Los veteranos dicen que la verdadera batalla empieza cuando termina la batalla. Cuando el sol seca la ropa pegada al cuerpo y todo Haro desciende nuevamente hacia la Plaza de la Paz entre canciones desafinadas, resaca profunda y un olor a vino inapelable.

Ahí aparece otra Rioja: la de los pinchos, las barras repletas y las conversaciones interminables que duran hasta que hasta que el cansancio gana por cansancio.

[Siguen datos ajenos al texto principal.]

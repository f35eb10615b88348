pub mod api;
pub mod clients;
pub mod config;
pub mod constants;
pub mod db;
pub mod domain;
pub mod entities;
pub mod services;
pub mod state;

use std::sync::Arc;
use tokio::signal;

use anyhow::Context;
use clap::{Parser, Subcommand};
pub use config::Config;
use db::Store;
use state::SharedState;
use tracing::{error, info};
use tracing_subscriber::EnvFilter;

/// Bisik - Anonymous Confession Wall
/// Moderated anonymous posts with voting and a live-updating wall
#[derive(Parser)]
#[command(name = "bisik")]
#[command(author, version, about, long_about = None)]
pub struct Cli {
    #[command(subcommand)]
    pub command: Option<Commands>,
}

#[derive(Subcommand)]
pub enum Commands {
    /// Serve the wall (API, WebSocket, embedded frontend)
    #[command(alias = "-d", alias = "--daemon")]
    Daemon,

    /// Create default config file
    #[command(alias = "--init")]
    Init,

    /// Reset the admin account password
    AdminPassword {
        /// New password (at least 8 characters)
        password: String,
    },
}

pub async fn run() -> anyhow::Result<()> {
    let config = Config::load()?;
    config.validate()?;

    let prometheus_handle = if config.observability.metrics_enabled {
        use metrics_exporter_prometheus::PrometheusBuilder;
        let builder = PrometheusBuilder::new();
        let handle = builder
            .install_recorder()
            .context("Failed to install Prometheus recorder")?;
        Some(handle)
    } else {
        None
    };

    use tracing_subscriber::{layer::SubscriberExt, util::SubscriberInitExt};

    let env_filter = EnvFilter::try_from_default_env()
        .unwrap_or_else(|_| EnvFilter::new(&config.general.log_level));

    let fmt_layer = tracing_subscriber::fmt::layer();

    let registry = tracing_subscriber::registry()
        .with(env_filter)
        .with(fmt_layer);

    if config.observability.loki_enabled {
        let url = url::Url::parse(&config.observability.loki_url).context("Invalid Loki URL")?;

        let mut builder = tracing_loki::builder();
        for (key, value) in &config.observability.loki_labels {
            builder = builder.label(key.clone(), value.clone())?;
        }
        let (layer, task) = builder.build_url(url)?;

        tokio::spawn(task);

        registry.with(layer).init();
        info!(
            "Loki logging initialized at {}",
            config.observability.loki_url
        );
    } else {
        registry.init();
    }

    let cli = Cli::parse();

    match cli.command {
        Some(Commands::Init) => {
            if Config::create_default_if_missing()? {
                println!("✓ Config file created. Edit config.toml and run again.");
            } else {
                println!("config.toml already exists.");
            }
            Ok(())
        }

        Some(Commands::AdminPassword { password }) => cmd_admin_password(&config, &password).await,

        Some(Commands::Daemon) | None => run_daemon(config, prometheus_handle).await,
    }
}

async fn cmd_admin_password(config: &Config, password: &str) -> anyhow::Result<()> {
    if password.len() < 8 {
        anyhow::bail!("Password must be at least 8 characters");
    }

    let store = Store::with_pool_options(
        &config.general.database_path,
        config.general.max_db_connections,
        config.general.min_db_connections,
    )
    .await?;

    let admin = store
        .get_user_by_email("admin@bisik.local")
        .await?
        .context("Seeded admin account not found")?;

    store
        .update_user_password(admin.id, password, &config.security)
        .await?;

    println!("✓ Admin password updated.");
    Ok(())
}

async fn run_daemon(
    config: Config,
    prometheus_handle: Option<metrics_exporter_prometheus::PrometheusHandle>,
) -> anyhow::Result<()> {
    info!("Bisik v{} starting...", env!("CARGO_PKG_VERSION"));

    let port = config.server.port;

    let shared = Arc::new(SharedState::new(config).await?);
    let api_state = api::create_app_state(shared, prometheus_handle).await?;

    let app = api::router(api_state).await;
    let addr = format!("0.0.0.0:{port}");
    let listener = tokio::net::TcpListener::bind(&addr).await?;

    info!("🌐 Wall running at http://{addr}");

    axum::serve(listener, app)
        .with_graceful_shutdown(shutdown_signal())
        .await
        .map_err(|e| {
            error!("Web server error: {e}");
            anyhow::anyhow!(e)
        })?;

    info!("Server stopped");

    Ok(())
}

async fn shutdown_signal() {
    match signal::ctrl_c().await {
        Ok(()) => info!("Shutdown signal received"),
        Err(e) => error!("Error listening for shutdown: {e}"),
    }
}
use anyhow::{Context, Result};
use sea_orm::{
    ActiveModelTrait, ColumnTrait, DatabaseConnection, EntityTrait, QueryFilter, QueryOrder, Set,
};
use tracing::info;

use crate::entities::{bad_words, prelude::*};

pub struct BadWordRepository {
    conn: DatabaseConnection,
}

#[derive(Debug, Clone)]
pub struct BadWord {
    pub id: i32,
    pub word: String,
    pub created_at: String,
}

impl BadWordRepository {
    #[must_use]
    pub const fn new(conn: DatabaseConnection) -> Self {
        Self { conn }
    }

    fn map_model(m: bad_words::Model) -> BadWord {
        BadWord {
            id: m.id,
            word: m.word,
            created_at: m.created_at,
        }
    }

    pub async fn add(&self, word: &str) -> Result<BadWord> {
        let active = bad_words::ActiveModel {
            word: Set(word.to_string()),
            created_at: Set(chrono::Utc::now().to_rfc3339()),
            ..Default::default()
        };

        let model = active
            .insert(&self.conn)
            .await
            .context("Failed to insert bad word")?;

        info!("Added bad word #{}", model.id);
        Ok(Self::map_model(model))
    }

    pub async fn get(&self, id: i32) -> Result<Option<BadWord>> {
        let model = BadWords::find_by_id(id)
            .one(&self.conn)
            .await
            .context("Failed to query bad word by id")?;

        Ok(model.map(Self::map_model))
    }

    pub async fn get_by_word(&self, word: &str) -> Result<Option<BadWord>> {
        let model = BadWords::find()
            .filter(bad_words::Column::Word.eq(word))
            .one(&self.conn)
            .await
            .context("Failed to query bad word by value")?;

        Ok(model.map(Self::map_model))
    }

    pub async fn list_all(&self) -> Result<Vec<BadWord>> {
        let rows = BadWords::find()
            .order_by_asc(bad_words::Column::Word)
            .all(&self.conn)
            .await
            .context("Failed to list bad words")?;

        Ok(rows.into_iter().map(Self::map_model).collect())
    }

    pub async fn update(&self, id: i32, new_word: &str) -> Result<bool> {
        let Some(model) = BadWords::find_by_id(id)
            .one(&self.conn)
            .await
            .context("Failed to query bad word for update")?
        else {
            return Ok(false);
        };

        let mut active: bad_words::ActiveModel = model.into();
        active.word = Set(new_word.to_string());
        active
            .update(&self.conn)
            .await
            .context("Failed to update bad word")?;

        Ok(true)
    }

    pub async fn remove(&self, id: i32) -> Result<bool> {
        let result = BadWords::delete_by_id(id)
            .exec(&self.conn)
            .await
            .context("Failed to delete bad word")?;

        Ok(result.rows_affected > 0)
    }
}
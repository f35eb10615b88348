use anyhow::{Context, Result};
use serde::{Deserialize, Serialize};
use std::path::{Path, PathBuf};
use tracing::info;

#[derive(Debug, Clone, Serialize, Deserialize)]
#[serde(default)]
pub struct Config {
    pub general: GeneralConfig,

    pub server: ServerConfig,

    pub security: SecurityConfig,

    pub moderation: ModerationConfig,

    pub embedding: EmbeddingConfig,

    #[serde(default)]
    pub observability: ObservabilityConfig,
}

#[derive(Debug, Clone, Serialize, Deserialize)]
#[serde(default)]
pub struct GeneralConfig {
    pub database_path: String,

    pub log_level: String,

    /// Event bus buffer size (default: 100)
    pub event_bus_buffer_size: usize,

    /// Number of tokio worker threads (default: 2)
    /// Set to 0 to use the number of CPU cores
    pub worker_threads: usize,

    /// Maximum database connections (default: 5)
    pub max_db_connections: u32,

    /// Minimum database connections (default: 1)
    pub min_db_connections: u32,
}

impl Default for GeneralConfig {
    fn default() -> Self {
        Self {
            database_path: "sqlite:data/bisik.db".to_string(),
            log_level: "info".to_string(),
            event_bus_buffer_size: 100,
            worker_threads: 2,
            max_db_connections: 5,
            min_db_connections: 1,
        }
    }
}

#[derive(Debug, Clone, Serialize, Deserialize)]
#[serde(default)]
pub struct ServerConfig {
    pub port: u16,

    pub cors_allowed_origins: Vec<String>,
}

impl Default for ServerConfig {
    fn default() -> Self {
        Self {
            port: 8080,
            cors_allowed_origins: vec![
                "http://localhost:8080".to_string(),
                "http://127.0.0.1:8080".to_string(),
            ],
        }
    }
}

#[derive(Debug, Clone, Serialize, Deserialize)]
#[serde(default)]
pub struct SecurityConfig {
    /// Secret for signing bearer tokens. Change this before exposing the
    /// wall to the internet.
    pub jwt_secret: String,

    /// Token lifetime in days (default: 7)
    pub token_ttl_days: i64,

    /// Argon2 memory cost in KiB (default: 8192 = 8MB)
    /// Lower values reduce memory usage but decrease GPU resistance.
    pub argon2_memory_cost_kib: u32,

    /// Argon2 time cost (iterations) - higher = more CPU work
    pub argon2_time_cost: u32,

    /// Argon2 parallelism (default: 1)
    pub argon2_parallelism: u32,
}

impl Default for SecurityConfig {
    fn default() -> Self {
        Self {
            jwt_secret: "change-me".to_string(),
            token_ttl_days: 7,
            argon2_memory_cost_kib: 8192,
            argon2_time_cost: 3,
            argon2_parallelism: 1,
        }
    }
}

#[derive(Debug, Clone, Serialize, Deserialize)]
#[serde(default)]
pub struct ModerationConfig {
    /// Cosine similarity at or above which a submission counts as a
    /// duplicate of an existing confession.
    pub similarity_threshold: f32,

    /// How many recent confessions are scanned for near-duplicates.
    pub duplicate_scan_window: u64,
}

impl Default for ModerationConfig {
    fn default() -> Self {
        Self {
            similarity_threshold: 0.92,
            duplicate_scan_window: 256,
        }
    }
}

#[derive(Debug, Clone, Serialize, Deserialize)]
#[serde(default)]
pub struct EmbeddingConfig {
    /// When disabled, confessions are stored without embeddings and the
    /// duplicate check is skipped entirely.
    pub enabled: bool,

    /// Base URL of the inference server exposing POST /embeddings.
    pub base_url: String,

    pub model: String,

    /// Expected vector length; mismatched responses are rejected.
    pub dimension: usize,

    /// Request timeout in seconds (default: 10)
    pub request_timeout_seconds: u32,
}

impl Default for EmbeddingConfig {
    fn default() -> Self {
        Self {
            enabled: false,
            base_url: "http://localhost:8081/v1".to_string(),
            model: "all-MiniLM-L6-v2".to_string(),
            dimension: 384,
            request_timeout_seconds: 10,
        }
    }
}

#[derive(Debug, Clone, Serialize, Deserialize)]
#[serde(default)]
pub struct ObservabilityConfig {
    pub metrics_enabled: bool,

    pub loki_enabled: bool,

    pub loki_url: String,

    pub loki_labels: std::collections::HashMap<String, String>,
}

impl Default for ObservabilityConfig {
    fn default() -> Self {
        let mut labels = std::collections::HashMap::new();
        labels.insert("app".to_string(), "bisik".to_string());

        Self {
            metrics_enabled: true,
            loki_enabled: false,
            loki_url: "http://localhost:3100".to_string(),
            loki_labels: labels,
        }
    }
}

impl Default for Config {
    fn default() -> Self {
        Self {
            general: GeneralConfig::default(),
            server: ServerConfig::default(),
            security: SecurityConfig::default(),
            moderation: ModerationConfig::default(),
            embedding: EmbeddingConfig::default(),
            observability: ObservabilityConfig::default(),
        }
    }
}

impl Config {
    pub fn load() -> Result<Self> {
        let paths = Self::config_paths();

        for path in &paths {
            if path.exists() {
                info!("Loading config from: {}", path.display());
                return Self::load_from_path(path);
            }
        }

        info!("No config file found, using defaults");
        Ok(Self::default())
    }

    pub fn load_from_path(path: &Path) -> Result<Self> {
        let content = std::fs::read_to_string(path)
            .with_context(|| format!("Failed to read config file: {}", path.display()))?;

        let config: Self = toml::from_str(&content)
            .with_context(|| format!("Failed to parse config file: {}", path.display()))?;

        Ok(config)
    }

    pub fn save_to_path(&self, path: &Path) -> Result<()> {
        if let Some(parent) = path.parent() {
            std::fs::create_dir_all(parent)?;
        }

        let content = toml::to_string_pretty(self)?;
        std::fs::write(path, content)?;
        info!("Config saved to: {}", path.display());
        Ok(())
    }

    fn config_paths() -> Vec<PathBuf> {
        let mut paths = vec![];

        paths.push(PathBuf::from("config.toml"));

        if let Some(config_dir) = dirs::config_dir() {
            paths.push(config_dir.join("bisik").join("config.toml"));
        }

        if let Some(home) = dirs::home_dir() {
            paths.push(home.join(".bisik").join("config.toml"));
        }

        paths
    }

    fn default_config_path() -> PathBuf {
        PathBuf::from("config.toml")
    }

    pub fn create_default_if_missing() -> Result<bool> {
        let path = Self::default_config_path();
        if path.exists() {
            Ok(false)
        } else {
            let config = Self::default();
            config.save_to_path(&path)?;
            info!("Created default config file: {}", path.display());
            Ok(true)
        }
    }

    pub fn validate(&self) -> Result<()> {
        if self.security.jwt_secret.is_empty() {
            anyhow::bail!("Security jwt_secret cannot be empty");
        }

        if self.embedding.enabled && self.embedding.base_url.is_empty() {
            anyhow::bail!("Embedding base_url cannot be empty when enabled");
        }

        if !(0.0..=1.0).contains(&self.moderation.similarity_threshold) {
            anyhow::bail!("Moderation similarity_threshold must be between 0 and 1");
        }

        Ok(())
    }
}

#[cfg(test)]
mod tests {
    use super::*;

    #[test]
    fn test_default_config() {
        let config = Config::default();
        assert_eq!(config.server.port, 8080);
        assert_eq!(config.security.token_ttl_days, 7);
        assert!(!config.embedding.enabled);
        assert_eq!(config.embedding.dimension, 384);
        assert!(config.validate().is_ok());
    }

    #[test]
    fn test_config_serialization() {
        let config = Config::default();
        let toml_str = toml::to_string_pretty(&config).unwrap();
        assert!(toml_str.contains("[general]"));
        assert!(toml_str.contains("[security]"));
        assert!(toml_str.contains("[moderation]"));
    }

    #[test]
    fn test_config_deserialization() {
        let toml_str = r#"
            [general]
            log_level = "debug"

            [moderation]
            similarity_threshold = 0.85
        "#;

        let config: Config = toml::from_str(toml_str).unwrap();
        assert_eq!(config.general.log_level, "debug");
        assert!((config.moderation.similarity_threshold - 0.85).abs() < f32::EPSILON);

        assert_eq!(config.server.port, 8080);
    }

    #[test]
    fn test_validate_rejects_bad_threshold() {
        let mut config = Config::default();
        config.moderation.similarity_threshold = 1.5;
        assert!(config.validate().is_err());
    }
}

Entre tanto descontrol sobrevive un detalle: muchos guardan cada año su camiseta manchada sin lavar, como si la prenda funcionara como una fecha histórica estampada sobre la tela. Un calendario diferente. Una forma de recordar aquella mañana en que se abrazaron a desconocidos curtidos en taninos.

Porque quizá de eso se trate finalmente esta fiesta. De entender que el vino nunca fue sólo una bebida. Era una excusa. Para brindar, discutir, enamorarse un rato, cantar mal con amigos y volver a casa como se pueda.

Tal vez, mientras existan lugares capaces de celebrar así las pequeñas alegrías, estaremos a salvo de algún algoritmo que nos indica que hacer, de alguna inteligencia que nos dice que no hacer y del tiempo invertido, que valdrá la pena reconocer.

Vamos a por ello!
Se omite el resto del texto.